If you are lucky enough to have lived in Paris as a young man, then wherever you go for the rest of your life, it stays with you, for Paris is a moveable feast.
I’ve struggled quite a lot with this memoir about life in 1920’s Paris. Not the writing style – I actually don’t mind Hemingway’s pared back, non-descriptive language. And I love all things Paris.
There’s something about Hemingway himself – the man comes across as being a pompous, self-righteous old git!
As I moved through A Moveable Feast I realised that I didn’t trust Hemingway’s observations or opinions of other people. I didn’t believe what he was telling me. It felt like I was reading the self-justifications of a dying man.
Perhaps The Paris Wife and Hadley’s side of the story was still too close to my heart. Whatever the reason, the end result was the same; Hemingway failed to move me.
Hemingway may be a great American writer – profound, respected and influential – three words I kept coming across when I goggled him, but I failed to connect to him at all. Sadly, in Hemingway’s hands, even Paris seemed like a bland, any-city entity. I didn’t get from his writing why Paris was his ‘moveable feast’; why it was so influential and significant within the course of his life that he wanted to write a book about it.
But I think the part I struggled with the most was his dialogue. The language and the actual conversations seemed stilted and pointless. They rarely moved the story on or revealed anything significant.
A Moveable Feast has left me with no compulsion to read anything else by Hemingway, certainly not anymore memoirs or biographies. But I will continue to read all I can about Paris itself! My edition was published 2012; originally published in 1964.

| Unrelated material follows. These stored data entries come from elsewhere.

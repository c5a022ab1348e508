//! End-to-end runs through the orchestrator.

use std::time::Duration;

use stoke::core::{ErrorPolicy, Task};
use stoke::error::exit_code;
use stoke::orchestration::{Orchestrator, RunOptions, TaskOutcome};
use stoke::Error;

use crate::fixtures::{failing_task, ok_task, recorded_task, registry, web_extension, Journal};

/// Given a <- b, a <- c, (b, c) <- d with b failing
/// When d runs
/// Then a and c succeed, b fails, d is skipped and never invoked
#[tokio::test]
async fn test_failed_dependency_skips_dependent() {
    let journal = Journal::new();
    let registry = registry(vec![
        ok_task("a", &journal),
        failing_task("b", &journal).with_deps(["a"]),
        ok_task("c", &journal).with_deps(["a"]),
        ok_task("d", &journal).with_deps(["b", "c"]).parallel(),
    ]);

    let report = Orchestrator::new(registry).run(&"d".into()).await.unwrap();

    assert_eq!(report.run_count(), 3);
    assert_eq!(report.succeeded(), 2);
    assert_eq!(report.failed(), 1);
    assert_eq!(report.skipped(), 1);
    assert!(!journal.contains("start:d"));

    let (first, reason) = report.first_failure().unwrap();
    assert_eq!(first.as_str(), "b");
    assert_eq!(reason.to_string(), "b failed");
    assert_eq!(report.exit_code(), exit_code::TASK_FAILED);

    let text = report.to_string();
    assert!(text.contains("skipped: dependency b failed"));
}

/// Given the web extension graph
/// When release runs
/// Then every task runs exactly once and series/parallel order holds
#[tokio::test]
async fn test_release_pipeline_order() {
    let journal = Journal::new();
    let orchestrator = Orchestrator::new(web_extension(&journal, &[]));

    let report = orchestrator.run(&"release".into()).await.unwrap();
    assert!(report.is_success(), "{}", report);
    assert_eq!(report.tasks.len(), 12);

    for id in ["clean", "staticJS", "copy", "js", "html", "styles", "getVersion", "zip"] {
        assert_eq!(journal.starts(id), 1, "{id} should run once");
    }

    // prep = series(clean, copy): copy and its dependency wait for clean.
    assert!(journal.index_of("end:clean") < journal.index_of("start:staticJS"));
    assert!(journal.index_of("end:staticJS") < journal.index_of("start:copy"));
    // build = series(prep, assets): the parallel group waits for prep.
    for id in ["js", "html", "styles"] {
        assert!(journal.index_of("end:copy") < journal.index_of(&format!("start:{id}")));
    }
    // release = series(build, getVersion, zip)
    for id in ["js", "html", "styles"] {
        assert!(journal.index_of(&format!("end:{id}")) < journal.index_of("start:getVersion"));
    }
    assert!(journal.index_of("end:getVersion") < journal.index_of("start:zip"));
}

/// Given a failing step early in a sequential chain
/// When release runs with the default policy
/// Then the rest of the chain is skipped and blamed on that step
#[tokio::test]
async fn test_sequential_chain_short_circuits() {
    let journal = Journal::new();
    let orchestrator = Orchestrator::new(web_extension(&journal, &["clean"]));

    let report = orchestrator.run(&"release".into()).await.unwrap();

    assert!(report.outcome("clean").unwrap().is_failed());
    for id in ["copy", "js", "build", "getVersion", "zip", "release"] {
        assert!(
            matches!(
                report.outcome(id).unwrap(),
                TaskOutcome::Skipped { blocked_by } if blocked_by.as_str() == "clean"
            ),
            "{id} should be skipped because of clean"
        );
    }
    assert_eq!(journal.starts("zip"), 0);
    assert_eq!(journal.starts("js"), 0);
}

/// Given a commit chain marked `continue`
/// When one step fails
/// Then the later steps still run, but the composing task is skipped
#[tokio::test]
async fn test_continue_chain_runs_remaining_steps() {
    let journal = Journal::new();
    let registry = registry(vec![
        failing_task("add", &journal),
        ok_task("commit", &journal),
        ok_task("tag", &journal),
        ok_task("push", &journal),
        Task::new("publish")
            .with_deps(["add", "commit", "tag", "push"])
            .with_error_policy(ErrorPolicy::Continue),
    ]);

    let report = Orchestrator::new(registry)
        .run(&"publish".into())
        .await
        .unwrap();

    for id in ["commit", "tag", "push"] {
        assert!(report.outcome(id).unwrap().is_succeeded(), "{id}");
    }
    assert!(journal.index_of("end:commit") < journal.index_of("start:tag"));
    assert!(report.outcome("publish").unwrap().is_skipped());
}

/// Given fail_fast
/// When a task fails
/// Then the call returns the failure as an error and starts nothing new
#[tokio::test]
async fn test_fail_fast_returns_error() {
    let journal = Journal::new();
    let orchestrator =
        Orchestrator::new(web_extension(&journal, &["html"])).with_options(RunOptions {
            fail_fast: true,
            ..RunOptions::default()
        });

    let err = orchestrator.run(&"release".into()).await.unwrap_err();
    match &err {
        Error::ActionFailure { task, .. } => assert_eq!(task.as_str(), "html"),
        other => panic!("expected ActionFailure, got {other:?}"),
    }
    assert_eq!(err.exit_code(), exit_code::TASK_FAILED);
    assert!(!journal.contains("start:getVersion"));
    assert!(!journal.contains("start:zip"));
}

/// Given a task slower than its timeout
/// When it runs
/// Then it is reported TimedOut and its dependents are skipped
#[tokio::test]
async fn test_timeout_is_reported() {
    let journal = Journal::new();
    let registry = registry(vec![
        recorded_task("slow", &journal, Duration::from_secs(5), false)
            .with_timeout(Duration::from_millis(30)),
        ok_task("after", &journal).with_deps(["slow"]),
    ]);

    let report = Orchestrator::new(registry)
        .run(&"after".into())
        .await
        .unwrap();

    match report.outcome("slow").unwrap() {
        TaskOutcome::Failed { reason } => {
            assert!(reason.to_string().contains("timed out"), "{reason}");
        }
        other => panic!("expected timeout, got {other}"),
    }
    assert!(report.outcome("after").unwrap().is_skipped());
    assert!(report.elapsed < Duration::from_secs(5));
}

/// Resolution errors abort before anything runs.
#[tokio::test]
async fn test_resolution_errors_abort() {
    let journal = Journal::new();
    let registry = registry(vec![
        ok_task("lint", &journal),
        Task::new("ci").with_deps(["lint", "typecheck"]),
        Task::new("loop_a").with_deps(["lint", "loop_b"]),
        Task::new("loop_b").with_deps(["loop_a"]),
    ]);
    let orchestrator = Orchestrator::new(registry);

    let err = orchestrator.run(&"ci".into()).await.unwrap_err();
    assert!(matches!(
        &err,
        Error::UnknownDependency { task, dependency }
            if task.as_str() == "ci" && dependency.as_str() == "typecheck"
    ));
    assert_eq!(err.exit_code(), exit_code::RESOLUTION);

    let err = orchestrator.run(&"loop_a".into()).await.unwrap_err();
    assert!(matches!(err, Error::CyclicDependency { .. }));

    let err = orchestrator.run(&"deploy".into()).await.unwrap_err();
    assert!(matches!(err, Error::UnknownTask(_)));

    assert!(journal.entries().is_empty());
}

/// Running the same task twice runs its action twice: nothing is cached.
#[tokio::test]
async fn test_invocations_are_independent() {
    let journal = Journal::new();
    let orchestrator = Orchestrator::new(registry(vec![ok_task("html", &journal)]));

    orchestrator.run(&"html".into()).await.unwrap();
    orchestrator.run(&"html".into()).await.unwrap();
    assert_eq!(journal.starts("html"), 2);
}

/// The JSON report names every task with its outcome.
#[tokio::test]
async fn test_report_serializes() {
    let journal = Journal::new();
    let registry = registry(vec![
        failing_task("styles", &journal),
        Task::new("build").with_deps(["styles"]),
    ]);

    let report = Orchestrator::new(registry)
        .run(&"build".into())
        .await
        .unwrap();
    let json = serde_json::to_value(&report).unwrap();

    assert_eq!(json["first_failure"], "styles");
    assert_eq!(json["tasks"][0]["id"], "styles");
    assert_eq!(json["tasks"][0]["status"], "failed");
    assert_eq!(json["tasks"][0]["reason"], "styles failed");
    assert_eq!(json["tasks"][1]["status"], "skipped");
    assert_eq!(json["tasks"][1]["blocked_by"], "styles");
}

Hemingway’s memories of his life as an unknown writer living in Paris in the twenties are deeply personal, warmly affectionate, and full of wit. Looking back not only at his own much younger self, but also at the other writers who shared Paris with him – James Joyce, Wyndham Lewis, Scott and Zelda Fitzgerald – he recalls the time when, poor, happy, and writing in cafes, he discovered his vocation. Written during the last years of Hemingway’s life, his memoir is a lively and powerful reflection of his genius that scintillates with the romance of the city.